[Data extracted from a collection]

------------------------------------

//! Test fixture creation for the business and user databases

use super::constants::*;
use anyhow::Result;
use billboard_server::business_store::*;
use billboard_server::user::{SqliteUserStore, UserManager, UserRole};
use chrono::NaiveDate;
use std::path::Path;

/// Ids of the records inserted by [`seed_business_db`].
#[derive(Debug, Clone)]
pub struct SeededIds {
    pub rented_billboard: String,
    pub free_billboard: String,
    pub land_owner: String,
    pub partner: String,
    pub client: String,
    pub rental: String,
    pub completed_payment: String,
    pub pending_payment: String,
    pub land_owner_payment: String,
}

fn date(y: i32, m: u32, d: u32) -> NaiveDate {
    NaiveDate::from_ymd_opt(y, m, d).expect("valid fixture date")
}

fn billboard(identifier: &str, location: &str, status: &str) -> Billboard {
    Billboard {
        billboard_identifier: Some(identifier.to_string()),
        location: location.to_string(),
        size: "20x10".to_string(),
        billboard_type: "Unipole".to_string(),
        status: status.to_string(),
        total_sft: Some(200.0),
        installation_cost: None,
        total_installation_cost: None,
        installation_date: Some(date(2023, 11, 1)),
        land_owner_id: None,
        rent_amount: None,
        payment_month: None,
        agreement_start_date: None,
        agreement_end_date: None,
        agreement_document_url: None,
        image_urls: StringList::default(),
    }
}

fn client_payment(rental_id: &str, amount: f64, day: NaiveDate, status: &str) -> ClientPayment {
    ClientPayment {
        rental_id: rental_id.to_string(),
        amount,
        payment_date: day,
        invoice_period_start: day,
        invoice_period_end: day + chrono::Duration::days(30),
        payment_method: Some("Bank Transfer".to_string()),
        receipt_id: None,
        status: status.to_string(),
        notes: None,
    }
}

/// Creates the viewer, manager and admin accounts.
pub fn create_test_users(db_path: &Path) -> Result<()> {
    let manager = UserManager::new(Box::new(SqliteUserStore::new(db_path)?));
    manager.add_user_with_login(VIEWER_USER, VIEWER_PASS.to_string(), UserRole::Viewer)?;
    manager.add_user_with_login(MANAGER_USER, MANAGER_PASS.to_string(), UserRole::Manager)?;
    manager.add_user_with_login(ADMIN_USER, ADMIN_PASS.to_string(), UserRole::Admin)?;
    Ok(())
}

/// Inserts one rented billboard with costs, a partner stake, a client
/// rental and its payments, plus one free billboard.
pub fn seed_business_db(store: &SqliteBusinessStore) -> Result<SeededIds> {
    let land_owner = RecordStore::<LandOwner>::create(
        store,
        LandOwner {
            name: LAND_OWNER_NAME.to_string(),
            contact_person: None,
            email: None,
            phone: Some("01700000000".to_string()),
            address: Some("Gulshan 2, Dhaka".to_string()),
        },
    )?;

    let mut rented = billboard(
        RENTED_BILLBOARD_IDENTIFIER,
        RENTED_BILLBOARD_LOCATION,
        "Rented",
    );
    rented.land_owner_id = Some(land_owner.id.clone());
    rented.rent_amount = Some(MONTHLY_RENT);
    let rented = RecordStore::<Billboard>::create(store, rented)?;

    let free = RecordStore::<Billboard>::create(
        store,
        billboard(
            FREE_BILLBOARD_IDENTIFIER,
            FREE_BILLBOARD_LOCATION,
            "Available",
        ),
    )?;

    for (cost_type, amount) in ["Structure Cost", "Installation Cost"]
        .into_iter()
        .zip(INSTALLATION_COSTS)
    {
        RecordStore::<InstallationCost>::create(
            store,
            InstallationCost {
                billboard_id: rented.id.clone(),
                partner_id: None,
                cost_type: cost_type.to_string(),
                amount,
                payment_date: date(2023, 10, 15),
                payment_method: None,
                description: None,
                receipt_url: None,
            },
        )?;
    }

    let partner = RecordStore::<Partner>::create(
        store,
        Partner {
            name: PARTNER_NAME.to_string(),
            contact_person: Some("Mr. Rahman".to_string()),
            email: None,
            phone: None,
            address: None,
        },
    )?;
    RecordStore::<PartnerInvestment>::create(
        store,
        PartnerInvestment {
            billboard_id: rented.id.clone(),
            partner_id: partner.id.clone(),
            investment_amount: PARTNER_INVESTMENT,
            investment_percentage: PARTNER_PERCENTAGE,
            investment_date: date(2023, 10, 1),
            purpose: "Structure".to_string(),
            notes: None,
        },
    )?;

    let client = RecordStore::<Client>::create(
        store,
        Client {
            company_name: CLIENT_COMPANY.to_string(),
            contact_person: "Rahim".to_string(),
            contact_email: "rahim@gp.test".to_string(),
            contact_phone: None,
            industry: Some("Telecom".to_string()),
            billing_address: Some("Bashundhara, Dhaka".to_string()),
        },
    )?;

    let rental = RecordStore::<Rental>::create(
        store,
        Rental {
            billboard_id: rented.id.clone(),
            client_id: client.id.clone(),
            start_date: date(2024, 1, 1),
            end_date: date(2024, 12, 31),
            rental_amount: MONTHLY_RENT,
            invoice_date: 5,
            invoice_frequency: "Monthly".to_string(),
            payment_structure: None,
            status: "Active".to_string(),
            contract_document_url: None,
            notes: None,
        },
    )?;

    let mut completed = client_payment(
        &rental.id,
        COMPLETED_PAYMENT_AMOUNT,
        date(2024, 1, 5),
        "Completed",
    );
    completed.receipt_id = Some(COMPLETED_RECEIPT_ID.to_string());
    let completed = RecordStore::<ClientPayment>::create(store, completed)?;
    let pending = RecordStore::<ClientPayment>::create(
        store,
        client_payment(&rental.id, PENDING_PAYMENT_AMOUNT, date(2024, 2, 5), "Pending"),
    )?;

    let land_owner_payment = RecordStore::<LandOwnerPayment>::create(
        store,
        LandOwnerPayment {
            billboard_id: rented.id.clone(),
            land_owner_id: land_owner.id.clone(),
            amount: 120_000.0,
            payment_year_start: date(2024, 1, 1),
            payment_year_end: date(2024, 12, 31),
            payment_date: None,
            payment_method: None,
            status: "Pending".to_string(),
            notes: None,
        },
    )?;

    Ok(SeededIds {
        rented_billboard: rented.id,
        free_billboard: free.id,
        land_owner: land_owner.id,
        partner: partner.id,
        client: client.id,
        rental: rental.id,
        completed_payment: completed.id,
        pending_payment: pending.id,
        land_owner_payment: land_owner_payment.id,
    })
}
use std::process::Command;

/// Short hash of the checked out commit, or "unknown" outside a git tree.
fn commit_hash() -> String {
    Command::new("git")
        .args(["rev-parse", "--short", "HEAD"])
        .output()
        .ok()
        .filter(|output| output.status.success())
        .and_then(|output| String::from_utf8(output.stdout).ok())
        .map(|hash| hash.trim().to_string())
        .filter(|hash| !hash.is_empty())
        .unwrap_or_else(|| "unknown".to_string())
}

fn main() {
    println!("cargo:rustc-env=GIT_HASH={}", commit_hash());
    println!("cargo:rerun-if-changed=.git/HEAD");
}
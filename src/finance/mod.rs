//! Money arithmetic over already-loaded rows.
//!
//! Everything here is plain `f64` math with no rounding. Divisions by a zero
//! investment are only guarded where noted; elsewhere they produce `inf` or
//! `NaN`, which [`format_percentage`] renders as `Infinity%` / `NaN%`.

mod reports;
mod summaries;

pub use reports::{
    billboard_profitability, dashboard, partnership_report, BillboardProfitability,
    DashboardStats, MonthlyRevenue, PartnershipReportRow, StatusCount,
};
pub use summaries::{
    billboard_installation_details, billboard_profit_summaries, billboard_profit_summary,
    client_summary, land_owner_summary, partner_profit_shares, partner_summary,
    BillboardInstallationDetails, BillboardProfitSummary, ClientSummary, InstallationPartnerShare,
    LandOwnerSummary, PartnerInvestmentReturn, PartnerProfitShare, PartnerSummary,
};

use chrono::NaiveDate;
use serde::Serialize;

/// Statuses counted as money actually collected.
const SETTLED_PAYMENT_STATUSES: &[&str] = &["received", "paid", "completed"];

pub fn is_settled(status: &str) -> bool {
    let status = status.to_lowercase();
    SETTLED_PAYMENT_STATUSES.contains(&status.as_str())
}

pub fn is_pending(status: &str) -> bool {
    status.eq_ignore_ascii_case("pending")
}

/// Money totals start from `+0.0`. `Iterator::sum` over no `f64` gives
/// `-0.0`, which flips the sign of anything later divided by it.
pub trait Total: Iterator<Item = f64> + Sized {
    fn total(self) -> f64 {
        self.fold(0.0, |acc, amount| acc + amount)
    }
}

impl<I: Iterator<Item = f64>> Total for I {}

pub fn profit(yearly_rental: f64, total_installation_cost: f64) -> f64 {
    yearly_rental - total_installation_cost
}

/// Positive profits (including zero) are shown in the positive colour.
pub fn is_profitable(profit: f64) -> bool {
    profit >= 0.0
}

/// `(revenue - investment) / investment * 100`, unguarded.
pub fn roi(revenue: f64, investment: f64) -> f64 {
    (revenue - investment) / investment * 100.0
}

/// `margin / cost * 100`, unguarded.
pub fn roi_from_margin(margin: f64, cost: f64) -> f64 {
    margin / cost * 100.0
}

/// Like [`roi`] but yields 0 when there is nothing invested.
pub fn guarded_roi(revenue: f64, investment: f64) -> f64 {
    if investment > 0.0 {
        roi(revenue, investment)
    } else {
        0.0
    }
}

pub fn share(total: f64, percentage: f64) -> f64 {
    total * percentage / 100.0
}

pub fn yearly_partner_income(monthly_rent: f64, percentage: f64) -> f64 {
    share(monthly_rent * 12.0, percentage)
}

/// Length of a date range in 30-day months, rounded to the nearest month.
///
/// Halves round up, towards positive infinity, so a reversed range of half
/// a month is 0 rather than -1.
pub fn duration_months(start: NaiveDate, end: NaiveDate) -> i64 {
    let days = (end - start).num_days() as f64;
    (days / 30.0 + 0.5).floor() as i64
}

#[derive(Clone, Copy, Debug, PartialEq, Eq, Serialize)]
pub enum RentalPaymentStatus {
    Paid,
    Partial,
    Unpaid,
}

impl RentalPaymentStatus {
    pub fn as_str(&self) -> &'static str {
        match self {
            RentalPaymentStatus::Paid => "Paid",
            RentalPaymentStatus::Partial => "Partial",
            RentalPaymentStatus::Unpaid => "Unpaid",
        }
    }
}

/// Collapses the statuses of a rental's payments into one.
///
/// A rental with no payments counts as paid.
pub fn rental_payment_status<'a, I>(statuses: I) -> RentalPaymentStatus
where
    I: IntoIterator<Item = &'a str>,
{
    let statuses: Vec<&str> = statuses.into_iter().collect();
    if statuses.iter().all(|s| is_settled(s)) {
        RentalPaymentStatus::Paid
    } else if statuses.iter().any(|s| is_pending(s)) {
        RentalPaymentStatus::Partial
    } else {
        RentalPaymentStatus::Unpaid
    }
}

pub fn format_percentage(value: f64) -> String {
    if value.is_nan() {
        "NaN%".to_string()
    } else if value.is_infinite() {
        if value > 0.0 {
            "Infinity%".to_string()
        } else {
            "-Infinity%".to_string()
        }
    } else {
        format!("{:.1}%", value)
    }
}

/// A ratio as sent to clients: the raw number (null in JSON when not
/// finite) next to its rendering.
#[derive(Clone, Debug, Serialize)]
pub struct Percentage {
    pub value: f64,
    pub display: String,
}

impl From<f64> for Percentage {
    fn from(value: f64) -> Self {
        Percentage {
            value,
            display: format_percentage(value),
        }
    }
}
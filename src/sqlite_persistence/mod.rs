mod versioned_schema;

pub use versioned_schema::{
    migrate_if_needed, open_versioned, Column, ForeignKey, ForeignKeyOnChange, SqlType, Table,
    VersionedSchema, BASE_DB_VERSION, DEFAULT_TIMESTAMP,
};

------------------------------------

In the entries above, one line contains "use super::constants::*;" and another contains "pub struct SeededIds". Reproduce exactly those two lines and the lines between them, nothing else.

use super::constants::*;
use anyhow::Result;
use billboard_server::business_store::*;
use billboard_server::user::{SqliteUserStore, UserManager, UserRole};
use chrono::NaiveDate;
use std::path::Path;

/// Ids of the records inserted by [`seed_business_db`].
#[derive(Debug, Clone)]
pub struct SeededIds {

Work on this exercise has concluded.